News

Immigrants in Need of Comprehensive Care


 

WASHINGTON — Health care for U.S. immigrants needs to go beyond screening for a few specific infectious diseases by providing care addressing the long-term needs of individuals as well as public health concerns, Dr. Elizabeth D. Barnett said at the annual meeting of the American Society of Tropical Medicine and Hygiene.

“We need to talk about a comprehensive health assessment and move away from the idea of a one-time screening,” said Dr. Barnett, director of the International Clinic at Boston Medical Center.

Adequate comprehensive health assessments would focus not only on diseases of public health significance, but also diseases and conditions that affect the health of individuals and their families over decades. Such assessments would include:

▸ History and physical examination.

▸ Screening for infectious diseases such as tuberculosis and hepatitis B, and other standard tests of vision, hearing, and dental health.

▸ Routine immunizations, and other immunizations when indicated.

▸ Identification of risk factors for chronic diseases such as hepatitis B infection leading to liver disease, Helicobacter pylori infection leading to gastric cancer, and human papillomavirus infection leading to cervical cancer.

▸ Health risks related to lifestyle, such as obesity, inactivity, smoking, and dental caries.

▸ Primary care visits and subspecialty follow-up.

In addition to using a universal screening panel for certain diseases, clinicians could perform targeted screening tests related to risk groups, Dr. Barnett said.

Universal screening programs use easily applied protocols that don't leave any patients out, but they are not responsive to differences in immigrant groups. Targeted screening programs could change according to the immigrant group, provided that clinicians stay up to date on health risks, she said.

Physicians who care for undocumented or migrant populations may think that they cannot do extensive screening because many such immigrants do not have health insurance and cannot pay for the services. “We need to keep in mind that there will be benefits in the long run if we address the most important health needs right up front,” she said.

A system of screening for new immigrants could combine standard tests for diseases that pose significant burdens but that have readily available interventions—such as TB, hepatitis B, and anemia—with other screening tests that focus on risk factors.

Foreign-born persons accounted for 53% of TB cases in 2003; foreign-born persons had a rate of about 24 per 100,000 people, compared with 3 per 100,000 in U.S.-born individuals. Positive results on tuberculin skin tests have ranged in some immigrant and refugee groups from 25% to 70% in different years.

In immigrant populations with specific risk factors, targeted screening tests could look for diseases or conditions with proven interventions—lead levels in refugee and adopted children, schistosomiasis and strongyloides in Sudanese refugees, treponemiasis (syphilis) in refugee children, and Varicella antibody testing.

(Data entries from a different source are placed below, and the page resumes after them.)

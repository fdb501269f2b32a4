//! Session configuration.

use std::num::NonZeroUsize;
use std::path::{Path, PathBuf};

use serde::{Deserialize, Serialize};
use thiserror::Error;

use crate::codec::DEFAULT_JPEG_QUALITY;
use crate::params::ParameterPolicy;

/// Default number of history snapshots retained.
pub const DEFAULT_HISTORY_CAPACITY: usize = 50;

/// What undo and redo restore.
#[derive(Debug, Clone, Copy, PartialEq, Eq, Default, Serialize, Deserialize)]
#[serde(rename_all = "snake_case")]
pub enum UndoPolicy {
    /// Restore the rendered image only; the parameters stay where they are.
    #[default]
    RestorePixels,
    /// Restore the rendered image and the parameters it was rendered with.
    RestoreParameters,
}

#[derive(Debug, Error)]
pub enum ConfigError {
    #[error("Invalid configuration: history_capacity must be at least 1")]
    ZeroHistoryCapacity,

    #[error("Invalid configuration: jpeg_quality must be within 1-100, got {0}")]
    JpegQuality(u8),

    #[error("Failed to parse configuration: {0}")]
    Parse(#[from] serde_json::Error),

    #[error("Failed to read {}: {source}", path.display())]
    Io {
        path: PathBuf,
        #[source]
        source: std::io::Error,
    },
}

/// Tunables for an [`EditSession`](crate::EditSession).
///
/// Missing fields take their defaults, so `{}` is a valid configuration.
#[derive(Debug, Clone, PartialEq, Eq, Serialize, Deserialize)]
#[serde(default, deny_unknown_fields)]
pub struct SessionConfig {
    /// Maximum history snapshots, including the freshly loaded image.
    pub history_capacity: usize,
    /// Treatment of out-of-range slider values.
    pub parameter_policy: ParameterPolicy,
    pub undo_policy: UndoPolicy,
    /// Run the sharpen stage after blur.
    pub include_sharpen: bool,
    pub jpeg_quality: u8,
}

impl Default for SessionConfig {
    fn default() -> Self {
        Self {
            history_capacity: DEFAULT_HISTORY_CAPACITY,
            parameter_policy: ParameterPolicy::default(),
            undo_policy: UndoPolicy::default(),
            include_sharpen: false,
            jpeg_quality: DEFAULT_JPEG_QUALITY,
        }
    }
}

impl SessionConfig {
    /// Parse and validate a JSON document.
    pub fn from_json_str(json: &str) -> Result<Self, ConfigError> {
        let config: Self = serde_json::from_str(json)?;
        config.validate()?;
        Ok(config)
    }

    /// Read, parse and validate a JSON file.
    pub fn from_json_file(path: &Path) -> Result<Self, ConfigError> {
        let json = std::fs::read_to_string(path).map_err(|source| ConfigError::Io {
            path: path.to_path_buf(),
            source,
        })?;
        Self::from_json_str(&json)
    }

    pub fn validate(&self) -> Result<(), ConfigError> {
        self.history_capacity()?;
        if !(1..=100).contains(&self.jpeg_quality) {
            return Err(ConfigError::JpegQuality(self.jpeg_quality));
        }
        Ok(())
    }

    /// History capacity as a non-zero count.
    pub fn history_capacity(&self) -> Result<NonZeroUsize, ConfigError> {
        NonZeroUsize::new(self.history_capacity).ok_or(ConfigError::ZeroHistoryCapacity)
    }
}
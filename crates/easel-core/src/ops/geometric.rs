//! Flips, rotation, resampling, crop and affine warps.
//!
//! Rotation uses inverse mapping: for each pixel in the output image we
//! calculate which source location lands there and interpolate bilinearly.
//! For rotation by angle θ about the centers:
//!
//! ```text
//! src_x = (dst_x - dst_cx) * cos(θ) - (dst_y - dst_cy) * sin(θ) + src_cx
//! src_y = (dst_x - dst_cx) * sin(θ) + (dst_y - dst_cy) * cos(θ) + src_cy
//! ```
//!
//! Rows grow downward, so this inverts a visually counter-clockwise turn.
//!
//! Quarter turns skip interpolation entirely and remap indices exactly.
//!
//! Translation and general affine warps keep the input size and sample the
//! same way, with pixel centers at integer coordinates.

use image::imageops::FilterType;
use image::DynamicImage;

use crate::buffer::ImageBuffer;

use super::OpsError;

const ANGLE_EPSILON: f64 = 0.001;
const BOUNDS_EPSILON: f64 = 1e-9;
const DEGENERATE_EPSILON: f64 = 1e-9;

pub(crate) fn flip_horizontal(image: &ImageBuffer) -> ImageBuffer {
    let ch = image.channels().count();
    let row_len = image.width() as usize * ch;
    let mut pixels = Vec::with_capacity(image.byte_size());
    for row in image.pixels().chunks_exact(row_len) {
        for px in row.chunks_exact(ch).rev() {
            pixels.extend_from_slice(px);
        }
    }
    ImageBuffer::from_parts(image.width(), image.height(), image.channels(), pixels)
}

pub(crate) fn flip_vertical(image: &ImageBuffer) -> ImageBuffer {
    let row_len = image.width() as usize * image.channels().count();
    let mut pixels = Vec::with_capacity(image.byte_size());
    for row in image.pixels().chunks_exact(row_len).rev() {
        pixels.extend_from_slice(row);
    }
    ImageBuffer::from_parts(image.width(), image.height(), image.channels(), pixels)
}

/// Compute the dimensions of the bounding box for a rotated image.
///
/// # Arguments
///
/// * `width` - Original image width
/// * `height` - Original image height
/// * `angle_degrees` - Rotation angle in degrees (positive = counter-clockwise)
///
/// # Returns
///
/// Tuple of (new_width, new_height), truncated toward zero and never smaller
/// than 1x1.
pub fn compute_rotated_bounds(width: u32, height: u32, angle_degrees: f64) -> (u32, u32) {
    match QuarterTurn::from_degrees(angle_degrees) {
        Some(QuarterTurn::None | QuarterTurn::Half) => return (width, height),
        Some(QuarterTurn::Ccw | QuarterTurn::Cw) => return (height, width),
        None => {}
    }

    let angle_rad = angle_degrees.to_radians();
    let cos = angle_rad.cos().abs();
    let sin = angle_rad.sin().abs();

    let w = width as f64;
    let h = height as f64;

    // The epsilon keeps exact products like 100 * cos(60°) from losing a pixel.
    let new_w = (w * cos + h * sin + BOUNDS_EPSILON) as u32;
    let new_h = (w * sin + h * cos + BOUNDS_EPSILON) as u32;

    (new_w.max(1), new_h.max(1))
}

/// Rotations that map the pixel grid onto itself.
#[derive(Debug, Clone, Copy, PartialEq, Eq)]
enum QuarterTurn {
    None,
    Ccw,
    Half,
    Cw,
}

impl QuarterTurn {
    fn from_degrees(angle_degrees: f64) -> Option<Self> {
        let normalized = angle_degrees.rem_euclid(360.0);
        let near = |target: f64| (normalized - target).abs() < ANGLE_EPSILON;
        if near(0.0) || near(360.0) {
            Some(QuarterTurn::None)
        } else if near(90.0) {
            Some(QuarterTurn::Ccw)
        } else if near(180.0) {
            Some(QuarterTurn::Half)
        } else if near(270.0) {
            Some(QuarterTurn::Cw)
        } else {
            None
        }
    }
}

/// Rotate counter-clockwise about the center. The canvas grows to hold every
/// source pixel and uncovered areas are filled with black.
pub(crate) fn rotate(image: &ImageBuffer, angle_degrees: f64) -> ImageBuffer {
    match QuarterTurn::from_degrees(angle_degrees) {
        Some(QuarterTurn::None) => image.clone(),
        Some(turn) => rotate_quarter(image, turn),
        None => rotate_bilinear(image, angle_degrees),
    }
}

fn rotate_quarter(image: &ImageBuffer, turn: QuarterTurn) -> ImageBuffer {
    let (w, h) = (image.width() as usize, image.height() as usize);
    let ch = image.channels().count();
    let (dst_w, dst_h) = match turn {
        QuarterTurn::Ccw | QuarterTurn::Cw => (h, w),
        QuarterTurn::None | QuarterTurn::Half => (w, h),
    };
    let src = image.pixels();
    let mut output = Vec::with_capacity(image.byte_size());

    for dst_y in 0..dst_h {
        for dst_x in 0..dst_w {
            let (src_x, src_y) = match turn {
                QuarterTurn::None => (dst_x, dst_y),
                QuarterTurn::Ccw => (w - 1 - dst_y, dst_x),
                QuarterTurn::Half => (w - 1 - dst_x, h - 1 - dst_y),
                QuarterTurn::Cw => (dst_y, h - 1 - dst_x),
            };
            let idx = (src_y * w + src_x) * ch;
            output.extend_from_slice(&src[idx..idx + ch]);
        }
    }

    ImageBuffer::from_parts(dst_w as u32, dst_h as u32, image.channels(), output)
}

fn rotate_bilinear(image: &ImageBuffer, angle_degrees: f64) -> ImageBuffer {
    let (src_w, src_h) = (image.width() as f64, image.height() as f64);
    let (dst_w, dst_h) = compute_rotated_bounds(image.width(), image.height(), angle_degrees);
    let ch = image.channels().count();

    let angle_rad = angle_degrees.to_radians();
    let cos = angle_rad.cos();
    let sin = angle_rad.sin();

    let src_cx = src_w / 2.0;
    let src_cy = src_h / 2.0;
    let dst_cx = dst_w as f64 / 2.0;
    let dst_cy = dst_h as f64 / 2.0;

    let mut output = vec![0u8; dst_w as usize * dst_h as usize * ch];

    for dst_y in 0..dst_h as usize {
        for dst_x in 0..dst_w as usize {
            // Sample at pixel centers
            let dx = dst_x as f64 + 0.5 - dst_cx;
            let dy = dst_y as f64 + 0.5 - dst_cy;

            let src_x = dx * cos - dy * sin + src_cx - 0.5;
            let src_y = dx * sin + dy * cos + src_cy - 0.5;

            let dst_idx = (dst_y * dst_w as usize + dst_x) * ch;
            sample_bilinear(image, src_x, src_y, &mut output[dst_idx..dst_idx + ch]);
        }
    }

    ImageBuffer::from_parts(dst_w, dst_h, image.channels(), output)
}

/// Bilinear sample at continuous pixel-index coordinates. Locations outside
/// the source footprint leave `out` untouched (black).
fn sample_bilinear(image: &ImageBuffer, x: f64, y: f64, out: &mut [u8]) {
    let (w, h) = (image.width() as usize, image.height() as usize);

    if x < -0.5 || y < -0.5 || x > w as f64 - 0.5 || y > h as f64 - 0.5 {
        return;
    }

    let x = x.clamp(0.0, (w - 1) as f64);
    let y = y.clamp(0.0, (h - 1) as f64);
    let x0 = x.floor() as usize;
    let y0 = y.floor() as usize;
    let x1 = (x0 + 1).min(w - 1);
    let y1 = (y0 + 1).min(h - 1);

    let fx = x - x0 as f64;
    let fy = y - y0 as f64;

    let ch = out.len();
    let src = image.pixels();
    let at = |px: usize, py: usize, c: usize| src[(py * w + px) * ch + c] as f64;

    for (c, slot) in out.iter_mut().enumerate() {
        let v = at(x0, y0, c) * (1.0 - fx) * (1.0 - fy)
            + at(x1, y0, c) * fx * (1.0 - fy)
            + at(x0, y1, c) * (1.0 - fx) * fy
            + at(x1, y1, c) * fx * fy;
        *slot = v.clamp(0.0, 255.0).round() as u8;
    }
}

/// Resample to exactly `width` x `height` with a triangle (bilinear) filter.
pub(crate) fn resize(image: &ImageBuffer, width: u32, height: u32) -> ImageBuffer {
    if image.dimensions() == (width, height) {
        return image.clone();
    }
    // Storage always matches the shape, so the conversion cannot fail.
    let Some(dynamic) = image.to_dynamic_image() else {
        return image.clone();
    };
    match dynamic.resize_exact(width, height, FilterType::Triangle) {
        DynamicImage::ImageLuma8(gray) => ImageBuffer::from_gray_image(gray),
        other => ImageBuffer::from_rgb_image(other.into_rgb8()),
    }
}

/// Copy out a `width` x `height` window starting at (`x`, `y`).
///
/// The origin is pulled inside the image and the window is shrunk to fit,
/// so the result is never empty.
pub(crate) fn crop(image: &ImageBuffer, x: u32, y: u32, width: u32, height: u32) -> ImageBuffer {
    let (w, h) = image.dimensions();
    let x = x.min(w - 1);
    let y = y.min(h - 1);
    let width = width.clamp(1, w - x);
    let height = height.clamp(1, h - y);

    let ch = image.channels().count();
    let row_len = w as usize * ch;
    let start = x as usize * ch;
    let mut pixels = Vec::with_capacity(width as usize * height as usize * ch);
    for row in image.pixels().chunks_exact(row_len).skip(y as usize).take(height as usize) {
        pixels.extend_from_slice(&row[start..start + width as usize * ch]);
    }
    ImageBuffer::from_parts(width, height, image.channels(), pixels)
}

/// Shift by whole pixels on a same-size canvas. Positive `dx` moves right,
/// positive `dy` moves down, and the uncovered strip is black.
pub(crate) fn translate(image: &ImageBuffer, dx: i32, dy: i32) -> ImageBuffer {
    if dx == 0 && dy == 0 {
        return image.clone();
    }
    warp_affine(image, &AffineTransform::translation(f64::from(dx), f64::from(dy)))
}

/// Affine map `(x, y) -> (a*x + b*y + c, d*x + e*y + f)` in pixel
/// coordinates.
#[derive(Debug, Clone, Copy, PartialEq)]
pub struct AffineTransform {
    m: [f64; 6],
}

impl AffineTransform {
    pub fn identity() -> Self {
        Self::translation(0.0, 0.0)
    }

    pub fn translation(dx: f64, dy: f64) -> Self {
        Self {
            m: [1.0, 0.0, dx, 0.0, 1.0, dy],
        }
    }

    /// The map that sends each `src` point onto the matching `dst` point.
    ///
    /// # Errors
    ///
    /// [`OpsError::DegenerateAffine`] when either set of points is collinear.
    pub fn from_points(src: [[f64; 2]; 3], dst: [[f64; 2]; 3]) -> Result<Self, OpsError> {
        let points = src.map(|[x, y]| [x, y, 1.0]);
        let det = det3(points);
        if det.abs() < DEGENERATE_EPSILON || det3(dst.map(|[x, y]| [x, y, 1.0])).abs() < DEGENERATE_EPSILON {
            return Err(OpsError::DegenerateAffine);
        }

        // Cramer's rule, once per output coordinate.
        let solve = |values: [f64; 3]| -> [f64; 3] {
            std::array::from_fn(|col| {
                let mut replaced = points;
                for (row, v) in replaced.iter_mut().zip(values) {
                    row[col] = v;
                }
                det3(replaced) / det
            })
        };
        let [a, b, c] = solve(dst.map(|p| p[0]));
        let [d, e, f] = solve(dst.map(|p| p[1]));
        Ok(Self {
            m: [a, b, c, d, e, f],
        })
    }

    pub fn apply(&self, x: f64, y: f64) -> (f64, f64) {
        let [a, b, c, d, e, f] = self.m;
        (a * x + b * y + c, d * x + e * y + f)
    }

    pub fn inverse(&self) -> Option<Self> {
        let [a, b, c, d, e, f] = self.m;
        let det = a * e - b * d;
        if det.abs() < DEGENERATE_EPSILON {
            return None;
        }
        Some(Self {
            m: [
                e / det,
                -b / det,
                (b * f - c * e) / det,
                -d / det,
                a / det,
                (c * d - a * f) / det,
            ],
        })
    }
}

fn det3(m: [[f64; 3]; 3]) -> f64 {
    m[0][0] * (m[1][1] * m[2][2] - m[1][2] * m[2][1]) - m[0][1] * (m[1][0] * m[2][2] - m[1][2] * m[2][0])
        + m[0][2] * (m[1][0] * m[2][1] - m[1][1] * m[2][0])
}

/// Resample through `transform` onto a canvas the size of the input.
/// Destinations whose source falls outside the image stay black.
pub(crate) fn warp_affine(image: &ImageBuffer, transform: &AffineTransform) -> ImageBuffer {
    let (w, h) = (image.width() as usize, image.height() as usize);
    let ch = image.channels().count();
    let mut output = vec![0u8; image.byte_size()];

    if let Some(inverse) = transform.inverse() {
        for dst_y in 0..h {
            for dst_x in 0..w {
                let (src_x, src_y) = inverse.apply(dst_x as f64, dst_y as f64);
                let idx = (dst_y * w + dst_x) * ch;
                sample_bilinear(image, src_x, src_y, &mut output[idx..idx + ch]);
            }
        }
    }

    ImageBuffer::from_parts(image.width(), image.height(), image.channels(), output)
}
use redis::Client as RedisClient;
use sqlx::PgPool;

use crate::config::Config;
use crate::llm_client::LlmClient;

/// Shared application state injected into all route handlers via Axum extractors.
#[derive(Clone)]
pub struct AppState {
    pub db: PgPool,
    /// Backs the OAuth pending-signup and state stores (per-key TTL), so the
    /// two-phase signup survives restarts and multiple server instances.
    pub redis: RedisClient,
    pub llm: LlmClient,
    pub config: Config,
}
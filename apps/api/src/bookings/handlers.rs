use axum::{
    extract::{Path, State},
    http::StatusCode,
    Json,
};
use chrono::NaiveDate;
use serde::{Deserialize, Serialize};
use uuid::Uuid;

use crate::auth::extract::{AdminUser, CurrentUser};
use crate::bookings::lifecycle::{run_cancellation, run_confirmation, Transition};
use crate::errors::AppError;
use crate::models::booking::{Booking, BookingStatus};
use crate::services::notifications;
use crate::state::AppState;

#[derive(Debug, Deserialize)]
pub struct BookingCreate {
    pub date: NaiveDate,
    pub time_slot: String,
    pub company_name: Option<String>,
    pub website_url: Option<String>,
    pub phone: Option<String>,
    pub notes: Option<String>,
}

#[derive(Debug, Deserialize)]
pub struct BookingStatusUpdate {
    pub status: BookingStatus,
}

#[derive(Debug, Serialize)]
pub struct AvailabilityResponse {
    pub date: String,
    pub taken_slots: Vec<String>,
}

/// POST /api/bookings
/// Creates a pending booking for the authenticated employer and fires the
/// best-effort receipt notifications.
pub async fn create_booking(
    State(state): State<AppState>,
    CurrentUser(user): CurrentUser,
    Json(payload): Json<BookingCreate>,
) -> Result<(StatusCode, Json<Booking>), AppError> {
    if payload.time_slot.trim().is_empty() {
        return Err(AppError::Validation("A time slot is required".to_string()));
    }

    let booking: Booking = sqlx::query_as(
        r#"
        INSERT INTO bookings
            (employer_id, employer_name, employer_email, company_name, website_url,
             date, time_slot, phone, notes)
        VALUES ($1, $2, $3, $4, $5, $6, $7, $8, $9)
        RETURNING *
        "#,
    )
    .bind(user.id)
    .bind(user.full_name.clone().unwrap_or_else(|| user.email.clone()))
    .bind(&user.email)
    .bind(&payload.company_name)
    .bind(&payload.website_url)
    .bind(payload.date)
    .bind(payload.time_slot.trim())
    .bind(&payload.phone)
    .bind(&payload.notes)
    .fetch_one(&state.db)
    .await?;

    notifications::notify_booking_received(&state.config, &booking).await;

    Ok((StatusCode::CREATED, Json(booking)))
}

/// GET /api/bookings/my
/// Employer sees only their own bookings, soonest first.
pub async fn my_bookings(
    State(state): State<AppState>,
    CurrentUser(user): CurrentUser,
) -> Result<Json<Vec<Booking>>, AppError> {
    let bookings =
        sqlx::query_as::<_, Booking>("SELECT * FROM bookings WHERE employer_id = $1 ORDER BY date ASC")
            .bind(user.id)
            .fetch_all(&state.db)
            .await?;
    Ok(Json(bookings))
}

/// GET /api/bookings/availability/:date
/// Public: returns the time slots already taken on a date so the booking form
/// can disable them. Cancelled bookings free their slot.
pub async fn get_availability(
    State(state): State<AppState>,
    Path(date_str): Path<String>,
) -> Result<Json<AvailabilityResponse>, AppError> {
    let date: NaiveDate = date_str
        .parse()
        .map_err(|_| AppError::Validation("Invalid date format. Use YYYY-MM-DD.".to_string()))?;

    let taken_slots: Vec<String> = sqlx::query_scalar(
        "SELECT time_slot FROM bookings WHERE date = $1 AND status IN ('pending', 'confirmed')",
    )
    .bind(date)
    .fetch_all(&state.db)
    .await?;

    Ok(Json(AvailabilityResponse {
        date: date_str,
        taken_slots,
    }))
}

/// GET /api/bookings — admin only, soonest first.
pub async fn list_bookings(
    State(state): State<AppState>,
    AdminUser(_): AdminUser,
) -> Result<Json<Vec<Booking>>, AppError> {
    let bookings = sqlx::query_as::<_, Booking>("SELECT * FROM bookings ORDER BY date ASC")
        .fetch_all(&state.db)
        .await?;
    Ok(Json(bookings))
}

/// GET /api/bookings/:id — admin only.
pub async fn get_booking(
    State(state): State<AppState>,
    AdminUser(_): AdminUser,
    Path(id): Path<Uuid>,
) -> Result<Json<Booking>, AppError> {
    let booking: Option<Booking> = sqlx::query_as("SELECT * FROM bookings WHERE id = $1")
        .bind(id)
        .fetch_optional(&state.db)
        .await?;
    let booking = booking.ok_or_else(|| AppError::NotFound("Booking not found".to_string()))?;
    Ok(Json(booking))
}

/// PATCH /api/bookings/:id/status — admin only.
///
/// The whole transition runs in one transaction holding a row lock on the
/// booking, so two concurrent requests for the same booking serialize and
/// side effects fire at most once. The mandatory conferencing call failing
/// rolls everything back; best-effort collaborator failures do not stop the
/// new status from landing.
pub async fn update_booking_status(
    State(state): State<AppState>,
    AdminUser(_): AdminUser,
    Path(id): Path<Uuid>,
    Json(req): Json<BookingStatusUpdate>,
) -> Result<Json<Booking>, AppError> {
    let mut tx = state.db.begin().await?;

    let booking: Option<Booking> = sqlx::query_as("SELECT * FROM bookings WHERE id = $1 FOR UPDATE")
        .bind(id)
        .fetch_optional(&mut *tx)
        .await?;
    let booking = booking.ok_or_else(|| AppError::NotFound("Booking not found".to_string()))?;

    let plan = Transition::plan(booking.status, req.status)
        .map_err(|e| AppError::Validation(e.to_string()))?;

    let updated = match plan {
        // Same status requested again: nothing to do, nothing re-fires.
        None => booking,
        Some(Transition::Confirm) => {
            let outcome = run_confirmation(&state, &mut tx, &booking).await?;
            sqlx::query_as::<_, Booking>(
                r#"
                UPDATE bookings
                SET status = $2,
                    meeting_url = $3,
                    calendar_event_id = $4,
                    employer_profile_id = COALESCE($5, employer_profile_id),
                    updated_at = now()
                WHERE id = $1
                RETURNING *
                "#,
            )
            .bind(id)
            .bind(BookingStatus::Confirmed)
            .bind(&outcome.meeting_url)
            .bind(&outcome.calendar_event_id)
            .bind(outcome.employer_profile_id)
            .fetch_one(&mut *tx)
            .await?
        }
        Some(Transition::Cancel) => {
            run_cancellation(&state, &booking).await;
            // The event id is cleared whether or not the delete call succeeded.
            sqlx::query_as::<_, Booking>(
                r#"
                UPDATE bookings
                SET status = $2,
                    calendar_event_id = NULL,
                    updated_at = now()
                WHERE id = $1
                RETURNING *
                "#,
            )
            .bind(id)
            .bind(BookingStatus::Cancelled)
            .fetch_one(&mut *tx)
            .await?
        }
    };

    tx.commit().await?;
    Ok(Json(updated))
}

/// DELETE /api/bookings/:id — admin only, hard delete.
pub async fn delete_booking(
    State(state): State<AppState>,
    AdminUser(_): AdminUser,
    Path(id): Path<Uuid>,
) -> Result<StatusCode, AppError> {
    let result = sqlx::query("DELETE FROM bookings WHERE id = $1")
        .bind(id)
        .execute(&state.db)
        .await?;
    if result.rows_affected() == 0 {
        return Err(AppError::NotFound("Booking not found".to_string()));
    }
    Ok(StatusCode::NO_CONTENT)
}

The increased prevalences of both H. pylori infection and cervical cancer in developing countries are two examples of health disparities in immigrant populations. No one knows for sure how immigrants with an H. pylori infection, many of whom are children, may fare 10 or 20 years from now, Dr. Barnett said.

Cervical cancer occurs at higher rates in Southeast Asian nations, but one report showed that a lower percentage of immigrant women aged 65 years or older from Cambodia and Vietnam had received a Pap smear in the preceding 3 years (64%–66%) than had women in the U.S. general population (86%) (MMWR 2004;53:760–7).